The first line of the data below and every line after it, through the one with "pub fn success(command: &str, message: impl", must be transcribed without change.

Saved entries
-------------------------

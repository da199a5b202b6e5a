pub mod analyze;
pub mod config;
pub mod doctor;
pub mod suggest;

use std::fs;
use std::path::{Path, PathBuf};

use restock_core::config::LoadOptions;
use serde::Serialize;
use serde_json::Value;

pub const EXIT_OK: u8 = 0;
pub const EXIT_INVALID: u8 = 2;
pub const EXIT_NO_DATA: u8 = 3;
pub const EXIT_ENGINE: u8 = 4;

#[derive(Debug, Clone)]
pub struct CommandResult {
    pub exit_code: u8,
    pub output: String,
}

#[derive(Debug, Serialize)]
struct CommandOutcome {
    command: String,
    status: String,
    error_class: Option<String>,
    message: String,
    #[serde(skip_serializing_if = "Option::is_none")]
    data: Option<Value>,
}

impl CommandResult {
    pub fn success(command: &str, message: impl Into<String>) -> Self {
        Self::success_with_data(command, message, None)
    }

    pub fn success_with_data(
        command: &str,
        message: impl Into<String>,
        data: Option<Value>,
    ) -> Self {
        let payload = CommandOutcome {
            command: command.to_string(),
            status: "ok".to_string(),
            error_class: None,
            message: message.into(),
            data,
        };
        Self { exit_code: EXIT_OK, output: serialize_payload(payload) }
    }

    pub fn failure(
        command: &str,
        error_class: &str,
        message: impl Into<String>,
        exit_code: u8,
    ) -> Self {
        let payload = CommandOutcome {
            command: command.to_string(),
            status: "error".to_string(),
            error_class: Some(error_class.to_string()),
            message: message.into(),
            data: None,
        };
        Self { exit_code, output: serialize_payload(payload) }
    }
}

fn serialize_payload(payload: CommandOutcome) -> String {
    serde_json::to_string(&payload).unwrap_or_else(|error| {
        format!(
            "{{\"command\":\"unknown\",\"status\":\"error\",\"error_class\":\"serialization\",\"message\":\"{}\"}}",
            error.to_string().replace('\\', "\\\\").replace('"', "\\\"")
        )
    })
}

pub(crate) fn load_options(config_path: Option<&Path>) -> LoadOptions {
    LoadOptions {
        config_path: config_path.map(PathBuf::from),
        require_file: config_path.is_some(),
        ..LoadOptions::default()
    }
}

pub(crate) fn read_json_file(path: &Path) -> Result<Value, String> {
    let raw = fs::read_to_string(path)
        .map_err(|error| format!("could not read `{}`: {error}", path.display()))?;
    serde_json::from_str(&raw)
        .map_err(|error| format!("`{}` is not valid JSON: {error}", path.display()))
}
use std::sync::Arc;
use std::time::Duration;

use restock_core::config::AppConfig;
use restock_core::flows::{FlowTrace, SuggestionEvent};
use restock_core::{
    AnalysisResult, SalesAnalyzer, StockSuggestionRequest, StockSuggestionResponse,
    SuggestionError,
};
use tracing::{error, info, warn};

use crate::guardrails::{GuardrailDecision, ResponseGuardrail};
use crate::llm::LlmError;
use crate::providers::client_from_config;
use crate::reasoning::{
    EngineDescriptor, LlmReasoningEngine, ReasoningContext, ReasoningEngine, ReasoningError,
    ReasoningOutput,
};

pub const DEFAULT_HORIZON_DAYS: u32 = 30;

/// Outcome of one pipeline run together with every state it passed through.
#[derive(Clone, Debug)]
pub struct SuggestionRun {
    pub result: Result<StockSuggestionResponse, SuggestionError>,
    pub trace: FlowTrace,
}

/// Runs analysis, one reasoning call and output validation for a single
/// request. Holds no per-request state, so one instance serves concurrent
/// callers.
pub struct SuggestionOrchestrator {
    engine: Arc<dyn ReasoningEngine>,
    analyzer: SalesAnalyzer,
    guardrail: ResponseGuardrail,
    reasoning_timeout: Duration,
    horizon_days: u32,
}

impl SuggestionOrchestrator {
    pub fn new(engine: Arc<dyn ReasoningEngine>, reasoning_timeout: Duration) -> Self {
        Self {
            engine,
            analyzer: SalesAnalyzer::new(),
            guardrail: ResponseGuardrail,
            reasoning_timeout,
            horizon_days: DEFAULT_HORIZON_DAYS,
        }
    }

    pub fn with_horizon_days(mut self, horizon_days: u32) -> Self {
        self.horizon_days = horizon_days;
        self
    }

    pub fn from_config(config: &AppConfig) -> Result<Self, LlmError> {
        let client = client_from_config(&config.llm)?;
        let engine = LlmReasoningEngine::from_config(client, &config.llm);
        Ok(Self::new(
            Arc::new(engine),
            Duration::from_secs(config.suggestion.reasoning_timeout_secs),
        )
        .with_horizon_days(config.suggestion.horizon_days))
    }

    pub fn engine_descriptor(&self) -> EngineDescriptor {
        self.engine.descriptor()
    }

    pub fn reasoning_timeout(&self) -> Duration {
        self.reasoning_timeout
    }

    pub async fn suggest(
        &self,
        request: &StockSuggestionRequest,
    ) -> Result<StockSuggestionResponse, SuggestionError> {
        self.suggest_traced(request, None).await.result
    }

    pub async fn suggest_traced(
        &self,
        request: &StockSuggestionRequest,
        correlation_id: Option<&str>,
    ) -> SuggestionRun {
        let correlation_id = correlation_id.unwrap_or("none");
        let mut trace = FlowTrace::default();
        let result = self.run(request, correlation_id, &mut trace).await;
        SuggestionRun { result, trace }
    }

    async fn run(
        &self,
        request: &StockSuggestionRequest,
        correlation_id: &str,
        trace: &mut FlowTrace,
    ) -> Result<StockSuggestionResponse, SuggestionError> {
        info!(
            event_name = "suggestion.request.received",
            correlation_id,
            product_name = %request.product_name,
            records = request.sales_data.len(),
            "stock suggestion requested"
        );

        let violations = request.violations();
        if !violations.is_empty() {
            advance(trace, SuggestionEvent::RequestRejected, correlation_id);
            warn!(
                event_name = "suggestion.request.rejected",
                correlation_id,
                violations = %violations.join("; "),
                "stock suggestion request rejected"
            );
            return Err(SuggestionError::InvalidRequest { message: violations.join("; ") });
        }
        advance(trace, SuggestionEvent::RequestAccepted, correlation_id);

        let analysis = match self.analyzer.analyze(&request.sales_data) {
            Ok(analysis) => analysis,
            Err(parse_error) => {
                advance(trace, SuggestionEvent::AnalysisRejected, correlation_id);
                warn!(
                    event_name = "suggestion.request.rejected",
                    correlation_id,
                    error = %parse_error,
                    "sales data could not be analyzed"
                );
                return Err(parse_error.into());
            }
        };

        if !analysis.has_data() {
            advance(trace, SuggestionEvent::NoSalesData, correlation_id);
            info!(
                event_name = "suggestion.no_data",
                correlation_id,
                product_name = %request.product_name,
                "no sales data in period, skipping reasoning engine"
            );
            return Err(SuggestionError::NoSalesDataAvailable {
                product_name: request.product_name.clone(),
            });
        }
        advance(trace, SuggestionEvent::AnalysisCompleted, correlation_id);

        let context = ReasoningContext::new(
            request.product_name.clone(),
            request.current_stock,
            request.analysis_period.clone(),
            analysis.clone(),
            self.horizon_days,
        );

        let output = match self.call_engine(&context).await {
            Ok(output) => output,
            Err(ReasoningError::MalformedOutput(detail)) => {
                advance(trace, SuggestionEvent::ReasoningReturned, correlation_id);
                advance(trace, SuggestionEvent::OutputRejected, correlation_id);
                let violations = vec![format!("response is not a decodable JSON object: {detail}")];
                log_schema_rejection(correlation_id, &request.product_name, &violations);
                return Err(SuggestionError::SchemaValidationError { violations });
            }
            Err(unavailable) => {
                advance(trace, SuggestionEvent::ReasoningUnavailable, correlation_id);
                warn!(
                    event_name = "suggestion.reasoning.unavailable",
                    correlation_id,
                    product_name = %request.product_name,
                    error = %unavailable,
                    "reasoning engine unavailable"
                );
                return Err(SuggestionError::ReasoningEngineUnavailable {
                    message: unavailable.to_string(),
                });
            }
        };
        advance(trace, SuggestionEvent::ReasoningReturned, correlation_id);

        let validated = match self.guardrail.evaluate(&output) {
            GuardrailDecision::Accept(validated) => validated,
            GuardrailDecision::Reject { violations } => {
                advance(trace, SuggestionEvent::OutputRejected, correlation_id);
                log_schema_rejection(correlation_id, &request.product_name, &violations);
                return Err(SuggestionError::SchemaValidationError { violations });
            }
        };
        advance(trace, SuggestionEvent::OutputAccepted, correlation_id);

        warn_on_echo_mismatch(&output, &analysis, correlation_id);

        info!(
            event_name = "suggestion.completed",
            correlation_id,
            product_name = %request.product_name,
            sales_trend = analysis.sales_trend.as_str(),
            next_period_stock = validated.suggestion.next_period_stock,
            safety_stock = validated.suggestion.safety_stock,
            "stock suggestion completed"
        );

        Ok(StockSuggestionResponse {
            product_name: request.product_name.clone(),
            analysis,
            suggestion: validated.suggestion,
            reasoning: validated.reasoning,
        })
    }

    async fn call_engine(
        &self,
        context: &ReasoningContext,
    ) -> Result<ReasoningOutput, ReasoningError> {
        match tokio::time::timeout(self.reasoning_timeout, self.engine.generate(context)).await {
            Ok(result) => result,
            Err(_) => Err(ReasoningError::Timeout),
        }
    }
}
mod bootstrap;
mod health;
mod routes;

use anyhow::Result;
use restock_core::config::{AppConfig, LoadOptions};
use tracing_subscriber::EnvFilter;

fn init_logging(config: &AppConfig) {
    use restock_core::config::LogFormat::*;

    // RUST_LOG wins over the configured level when set.
    let filter = EnvFilter::try_from_default_env()
        .unwrap_or_else(|_| EnvFilter::new(config.logging.level.as_str()));

    match config.logging.format {
        Compact => {
            tracing_subscriber::fmt().with_target(false).with_env_filter(filter).compact().init();
        }
        Pretty => {
            tracing_subscriber::fmt().with_target(false).with_env_filter(filter).pretty().init();
        }
        Json => {
            tracing_subscriber::fmt().with_target(false).with_env_filter(filter).json().init();
        }
    }
}

#[tokio::main]
async fn main() -> Result<()> {
    run().await
}

pub async fn run() -> Result<()> {
    // Load config and initialize logging before any other operations
    let config = AppConfig::load(LoadOptions::default())?;
    init_logging(&config);

    let app = bootstrap::bootstrap_with_config(config).await?;

    let address = format!("{}:{}", app.config.server.bind_address, app.config.server.port);
    let listener = tokio::net::TcpListener::bind(&address).await?;
    let router = routes::router(routes::AppState::new(app.orchestrator.clone()));

    tracing::info!(
        event_name = "system.server.started",
        correlation_id = "bootstrap",
        bind_address = %address,
        "restock-server listening"
    );
    axum::serve(listener, router).with_graceful_shutdown(wait_for_shutdown()).await?;
    tracing::info!(
        event_name = "system.server.stopping",
        correlation_id = "shutdown",
        "restock-server stopping"
    );

    Ok(())
}

async fn wait_for_shutdown() {
    if let Err(error) = tokio::signal::ctrl_c().await {
        tracing::error!(
            event_name = "system.server.signal_error",
            correlation_id = "shutdown",
            error = %error,
            "failed to listen for shutdown signal"
        );
    }
}
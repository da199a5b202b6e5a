use std::env;
use std::fs;
use std::path::{Path, PathBuf};

use secrecy::{ExposeSecret, SecretString};
use serde::{Deserialize, Serialize};
use thiserror::Error;

#[derive(Clone, Debug)]
pub struct AppConfig {
    pub llm: LlmConfig,
    pub suggestion: SuggestionConfig,
    pub server: ServerConfig,
    pub logging: LoggingConfig,
}

#[derive(Clone, Debug)]
pub struct LlmConfig {
    pub provider: LlmProvider,
    pub api_key: Option<SecretString>,
    pub base_url: Option<String>,
    pub model: String,
    pub timeout_secs: u64,
    pub temperature: f32,
    pub max_tokens: u32,
}

#[derive(Clone, Debug)]
pub struct SuggestionConfig {
    /// Upper bound on one reasoning engine call, enforced by the orchestrator.
    pub reasoning_timeout_secs: u64,
    /// Days of projected demand the guidance asks the engine to cover.
    pub horizon_days: u32,
}

#[derive(Clone, Debug)]
pub struct ServerConfig {
    pub bind_address: String,
    pub port: u16,
}

#[derive(Clone, Debug)]
pub struct LoggingConfig {
    pub level: String,
    pub format: LogFormat,
}

#[derive(Clone, Copy, Debug, PartialEq, Eq, Serialize, Deserialize)]
#[serde(rename_all = "snake_case")]
pub enum LlmProvider {
    #[serde(rename = "openai")]
    OpenAi,
    Anthropic,
    Ollama,
}

impl LlmProvider {
    pub fn as_str(&self) -> &'static str {
        match self {
            Self::OpenAi => "openai",
            Self::Anthropic => "anthropic",
            Self::Ollama => "ollama",
        }
    }

    pub fn default_base_url(&self) -> &'static str {
        match self {
            Self::OpenAi => "https://api.openai.com",
            Self::Anthropic => "https://api.anthropic.com",
            Self::Ollama => "http://localhost:11434",
        }
    }
}

impl LlmConfig {
    /// Configured base URL, or the provider's well-known endpoint.
    pub fn effective_base_url(&self) -> &str {
        self.base_url.as_deref().unwrap_or_else(|| self.provider.default_base_url())
    }
}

-------------------------

◆ Finished exercise:
repository da199a5b202b6e5a
pub mod analyze;
pub mod config;
pub mod doctor;
pub mod suggest;

use std::fs;
use std::path::{Path, PathBuf};

use restock_core::config::LoadOptions;
use serde::Serialize;
use serde_json::Value;

pub const EXIT_OK: u8 = 0;
pub const EXIT_INVALID: u8 = 2;
pub const EXIT_NO_DATA: u8 = 3;
pub const EXIT_ENGINE: u8 = 4;

#[derive(Debug, Clone)]
pub struct CommandResult {
    pub exit_code: u8,
    pub output: String,
}

#[derive(Debug, Serialize)]
struct CommandOutcome {
    command: String,
    status: String,
    error_class: Option<String>,
    message: String,
    #[serde(skip_serializing_if = "Option::is_none")]
    data: Option<Value>,
}

impl CommandResult {
    pub fn success(command: &str, message: impl Into<String>) -> Self {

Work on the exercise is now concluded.